What does Putu expect?

A ray of sunshine on the street in Ubud, Bali; we bump into Putu and rent a scooter. 750 thousand Indonesian rupees for the month. That’s £38 – less than £1.30 per day. We’ve asked around the place first, we know what we should pay for a scooter and we aren’t ready to be ripped off. Putu wants more than that but we’re clued up.

ONE MONTH AND THREE DAYS LATER

The scooter has been nicked. We’d left it by the steps outside our apartment and it’s gone. Vanished. Lost. Had it. What a bastard. We’ve got to face the music with Putu. A total nightmare. There’s bound to be a huge excess to pay and we’re gutted.

WhatsApp call

PUTU
Hi, boss!

PETER
Putu, I’m very sorry, my friend but the scooter has been stolen.

PUTU
Yes, I took it back. It’s late.

PETER
Oh my, thank Krishna!

ANOTHER FIFTEEN MINUTES LATER

Putu arrives back at the steps. He’s nothing but lovely about everything. We pay for the overdue days and extend the scooter hire.

‘I’m so sorry, Putu.’

‘No problem, boss.’

Just breaking five feet, selectively-toothed and pony-tailed, he’s easily recognisable.
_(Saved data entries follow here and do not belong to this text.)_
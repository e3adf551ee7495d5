//! In-memory implementation of the StorageAdapter trait.
//!
//! This is primarily for testing. It has the same semantics as SQLite
//! (upsert by id, first-save ordering, `updated_at` stamping) but keeps
//! everything in memory with no persistence.

use std::collections::HashMap;
use std::hash::Hash;
use std::sync::atomic::{AtomicBool, Ordering};
use std::sync::{RwLock, RwLockReadGuard, RwLockWriteGuard};

use async_trait::async_trait;

use modelsync_core::{
    now_millis, Domain, DomainId, Relationship, RelationshipId, System, SystemId, Table, TableId,
    Workspace, WorkspaceId,
};

use crate::error::{Result, StoreError};
use crate::traits::StorageAdapter;

/// In-memory store implementation.
///
/// All data is lost when the store is dropped. Thread-safe via RwLock.
pub struct MemoryStore {
    initialized: AtomicBool,
    inner: RwLock<MemoryStoreInner>,
}

#[derive(Default)]
struct MemoryStoreInner {
    workspaces: Collection<WorkspaceId, Workspace>,
    domains: Collection<DomainId, Domain>,
    tables: Collection<TableId, Table>,
    systems: Collection<SystemId, System>,
    relationships: Collection<RelationshipId, Relationship>,
}

/// Insertion-ordered map: upserts keep the slot of the first save.
struct Collection<K, V> {
    items: Vec<V>,
    index: HashMap<K, usize>,
}

impl<K, V> Default for Collection<K, V> {
    fn default() -> Self {
        Self {
            items: Vec::new(),
            index: HashMap::new(),
        }
    }
}

impl<K: Eq + Hash, V: Clone> Collection<K, V> {
    fn upsert(&mut self, key: K, value: V) {
        match self.index.get(&key) {
            Some(&slot) => self.items[slot] = value,
            None => {
                self.index.insert(key, self.items.len());
                self.items.push(value);
            }
        }
    }

    fn get(&self, key: &K) -> Option<V> {
        self.index.get(key).map(|&slot| self.items[slot].clone())
    }

    fn filter(&self, pred: impl Fn(&V) -> bool) -> Vec<V> {
        self.items.iter().filter(|v| pred(v)).cloned().collect()
    }
}

impl MemoryStore {
    /// Create a new empty, initialized in-memory store.
    pub fn new() -> Self {
        Self {
            initialized: AtomicBool::new(true),
            inner: RwLock::new(MemoryStoreInner::default()),
        }
    }

    /// Create a store that rejects every call until `initialize` is called.
    pub fn uninitialized() -> Self {
        Self {
            initialized: AtomicBool::new(false),
            inner: RwLock::new(MemoryStoreInner::default()),
        }
    }

    /// Make the store unavailable again, keeping its data.
    pub fn shutdown(&self) {
        self.initialized.store(false, Ordering::SeqCst);
    }

    fn ensure_ready(&self) -> Result<()> {
        if self.initialized.load(Ordering::SeqCst) {
            Ok(())
        } else {
            Err(StoreError::Unavailable("memory store not initialized".into()))
        }
    }

    fn read(&self) -> Result<RwLockReadGuard<'_, MemoryStoreInner>> {
        self.ensure_ready()?;
        self.inner
            .read()
            .map_err(|e| StoreError::Unavailable(format!("lock poisoned: {}", e)))
    }

    fn write(&self) -> Result<RwLockWriteGuard<'_, MemoryStoreInner>> {
        self.ensure_ready()?;
        self.inner
            .write()
            .map_err(|e| StoreError::Unavailable(format!("lock poisoned: {}", e)))
    }
}

impl Default for MemoryStore {
    fn default() -> Self {
        Self::new()
    }
}

#[async_trait]
impl StorageAdapter for MemoryStore {
    async fn initialize(&self) -> Result<()> {
        self.initialized.store(true, Ordering::SeqCst);
        Ok(())
    }

    fn is_initialized(&self) -> bool {
        self.initialized.load(Ordering::SeqCst)
    }

    async fn save_workspace(&self, workspace: &Workspace) -> Result<()> {
        let mut stored = workspace.clone();
        stored.updated_at = Some(now_millis());
        self.write()?.workspaces.upsert(stored.id.clone(), stored);
        Ok(())
    }

    async fn save_domain(&self, domain: &Domain) -> Result<()> {
        let mut stored = domain.clone();
        stored.updated_at = Some(now_millis());
        self.write()?.domains.upsert(stored.id.clone(), stored);
        Ok(())
    }

    async fn save_table(&self, table: &Table) -> Result<()> {
        let mut stored = table.clone();
        stored.updated_at = Some(now_millis());
        self.write()?.tables.upsert(stored.id.clone(), stored);
        Ok(())
    }

    async fn save_system(&self, system: &System) -> Result<()> {
        let mut stored = system.clone();
        stored.updated_at = Some(now_millis());
        self.write()?.systems.upsert(stored.id.clone(), stored);
        Ok(())
    }

    async fn save_relationship(&self, relationship: &Relationship) -> Result<()> {
        let mut stored = relationship.clone();
        stored.updated_at = Some(now_millis());
        self.write()?.relationships.upsert(stored.id.clone(), stored);
        Ok(())
    }

    async fn get_workspace_by_id(&self, id: &WorkspaceId) -> Result<Option<Workspace>> {
        Ok(self.read()?.workspaces.get(id))
    }

    async fn get_domain_by_id(&self, id: &DomainId) -> Result<Option<Domain>> {
        Ok(self.read()?.domains.get(id))
    }

    async fn get_table_by_id(&self, id: &TableId) -> Result<Option<Table>> {
        Ok(self.read()?.tables.get(id))
    }

    async fn get_system_by_id(&self, id: &SystemId) -> Result<Option<System>> {
        Ok(self.read()?.systems.get(id))
    }

    async fn get_relationship_by_id(&self, id: &RelationshipId) -> Result<Option<Relationship>> {
        Ok(self.read()?.relationships.get(id))
    }

    async fn get_domains_by_workspace(&self, workspace_id: &WorkspaceId) -> Result<Vec<Domain>> {
        Ok(self
            .read()?
            .domains
            .filter(|d| &d.workspace_id == workspace_id))
    }

    async fn get_tables_by_workspace(&self, workspace_id: &WorkspaceId) -> Result<Vec<Table>> {
        Ok(self
            .read()?
            .tables
            .filter(|t| &t.workspace_id == workspace_id))
    }

    async fn get_relationships_by_workspace(
        &self,
        workspace_id: &WorkspaceId,
    ) -> Result<Vec<Relationship>> {
        Ok(self
            .read()?
            .relationships
            .filter(|r| &r.workspace_id == workspace_id))
    }

    async fn get_systems_by_domain(&self, domain_id: &DomainId) -> Result<Vec<System>> {
        Ok(self.read()?.systems.filter(|s| &s.domain_id == domain_id))
    }
}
Burdened with a crippling shuffle, Putu smiles, hugs, high-fives and works hard through obvious discomfort. At 45 he’s no chicken but there’s a wonky spring in his step. A softness in his eyes; gateways to his humanity. He’s easy to connect with. Generous. Forgiving. Kind.

ANOTHER MONTH LATER

Finally, and this time punctually, I return the bike again today. Putu and I make time for breakfast together. Mushroom and tempeh on rice-toast for me, the foody fad-man. Putu takes nasi goreng; an Indonesian traditionalist.

“I just eat bread and rice.” He says.

Over breakfast, Putu speaks. He lives with his brother and his sister-in-law. His brother has two daughters and a son which means he’s Uncle Putu. Un-married, Putu shares their house. Together, Putu and his brother not only rent scooters to tourists, but they also maintain push-bikes and rent them as part of tour-packages to visit landmarks, like the towering volcano, Mount Agung and Tegenungen waterfall.

Putu’s parents are in their seventies and live in the North of Bali, close to his sister. He also has another brother somewhere else. There’s some unease as he talks about this sibling, so I don’t ask more.

He moved from the North of Bali to Ubud in 2001, initially selling tickets for volcano visits and waterfall outings. Saving his rupees, he managed to lease his first scooter-for-hire in 2005. Twelve years later he now sub-lets five scooters. The credit arrangement means he’ll never own the scooters.

He’s not been off the island Bali. He can’t afford a holiday. I immediately feel guilty for screwing him down to £1.30 per day for the scooter. I feel worse for not turning up on time to return the scooter in the first place. Here’s a man fearing for 20% of his livelihood and I was just being lapse. I’d made a selfish assumption that this man had loads of scooters and this sort of stuff happens all the time. I’m shamed.

Recently, a tourist rented a scooter from Putu and just pissed off to Java on it on a ferry. The bell-end left it there and exited Java on another boat. Putu was forced to arrange for the scooter to be collected from Java and delivered back to him. At his own cost. The tourist wouldn’t cough up a dime. I wonder how many scooters Putu had to rent-out to cover that?

BACK IN 2005

Putu is racing back to base on a scooter.

A car pulls out on him at a junction.

Lights out.

His parents wait at his hospital bed.

He won’t survive, they say.

A split head. Unconscious. Compound fractures of both legs and one arm snapped. On waking, the hospital has stemmed the bleeding but the bones haven’t been re-set. The operations will cost 25million Indonesian rupees – that’s £1400. Without payment up front, the hospital are unwilling to repair him. There’s no money. Putu’s parents take him home with mangled bones. “They are happy I’m alive.”

For six months, Putu is massaged by a family friend. It’s the best they can do. Over the course of his home-therapy, his bones are excruciatingly worked to form. Six months later, and with no feeling in his legs, Putu begins to re-train himself to walk on crutches. The long road to recovery.

“When it’s cold I have some pain.” He says. No complaint. “I’ve told my parents not to work. They are old. I look after them now.” He visits them once a month with money from his scooters and pricks like me and that Java-bell-end mess him around. But still he smiles. A true inspiration.

Travelling Asia puts us in contact with people who shame our ignorance and sense of entitlement. Putu doesn’t expect anything but to look after his parents and help his brother. When I come back to Bali in January, Putu can have the price he asks for the scooter.